The elder sister and the daughter of the driver told reporters Kang had not received any time off since the holiday began last month. “My father was assigned to take tourists to scenic spots during the Lunar New Year holiday and only returned home on Friday morning,” daughter Kang Yi-chen said.
Before the outing to Wuling Farm, her father had driven tourists to Hohuan Mountain in central Taiwan on a two-day trip, she said. On Monday, Kang Yu-hsun was reported to have worked about 14 hours, with his pick-ups beginning at 6.30am.
But a spokesman for the Tieh Lien Hua Travel Agency, which according to the island’s tourism authority arranged the outing, said Kang was given a three-hour break while the tourists were visiting the farm.
Investigators said they would also check whether the coach had been properly maintained.
More than 150 police and firefighters responded to the crash, according to a government committee established to oversee the incident.

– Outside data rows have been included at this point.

//! Baidu search (百度).

use crate::extract::ResultSelectors;
use crate::{EngineOptions, Query, Result};

use super::{ignore_date_interval, search_url, Provider};

/// Baidu search provider. Result links are `baidu.com/link?url=` redirects
/// and are returned as-is.
pub struct Baidu;

const SELECTORS: ResultSelectors = ResultSelectors {
    results: "div.result, div.c-container",
    title: &["h3 a", ".t a"],
    link: &[],
    snippet: &[".c-abstract", ".c-span-last", ".content-right_8Zs40"],
    snippet_required: false,
    captcha: "#wappass, .vcode-spin, .passMod_dialog-body",
};

impl Provider for Baidu {
    fn name(&self) -> &'static str {
        "baidu"
    }

    fn default_options(&self) -> EngineOptions {
        EngineOptions::new(2_000, 3, 3_000, 20_000)
    }

    fn build_url(&self, query: &Query) -> Result<String> {
        ignore_date_interval(self.name(), query);
        search_url(
            "https://www.baidu.com/s",
            "wd",
            &query.composed_text(),
            &[("pn", query.page_offset(10)?.to_string())],
        )
    }

    fn selectors(&self) -> &ResultSelectors {
        &SELECTORS
    }
}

Many of the passengers were elderly, the tourism bureau said.
“I was almost thrown out of the bus too but was luckily blocked by the seat in front of me,” said Hsiao Hsiu-hua, 54, who was being treated for injuries in hospital.
“Most people were asleep after the long day trip. When the bus turned onto a road curve, all of a sudden it tilted towards the right against the hill and suddenly everyone was shouting.”
Cabinet spokesman Hsu Kuo-yung said the victims’ families would each receive NT$6 million (US$193,000 or HK$1.5 million) in compensation.
The crash was the island’s most serious highway accident since 1986 when a bus fell into a river in central Taiwan, killing 42 people.
In July last year, 26 people, mostly tourists from the mainland, died when a fire engulfed their coach on the way to Taoyuan International Airport. Prosecuters later determined the driver was suicidal and intentionally set the fire.
Another coach carrying mainland tourists crashed into a bridge in southern Taiwan earlier this month, injuring several passengers.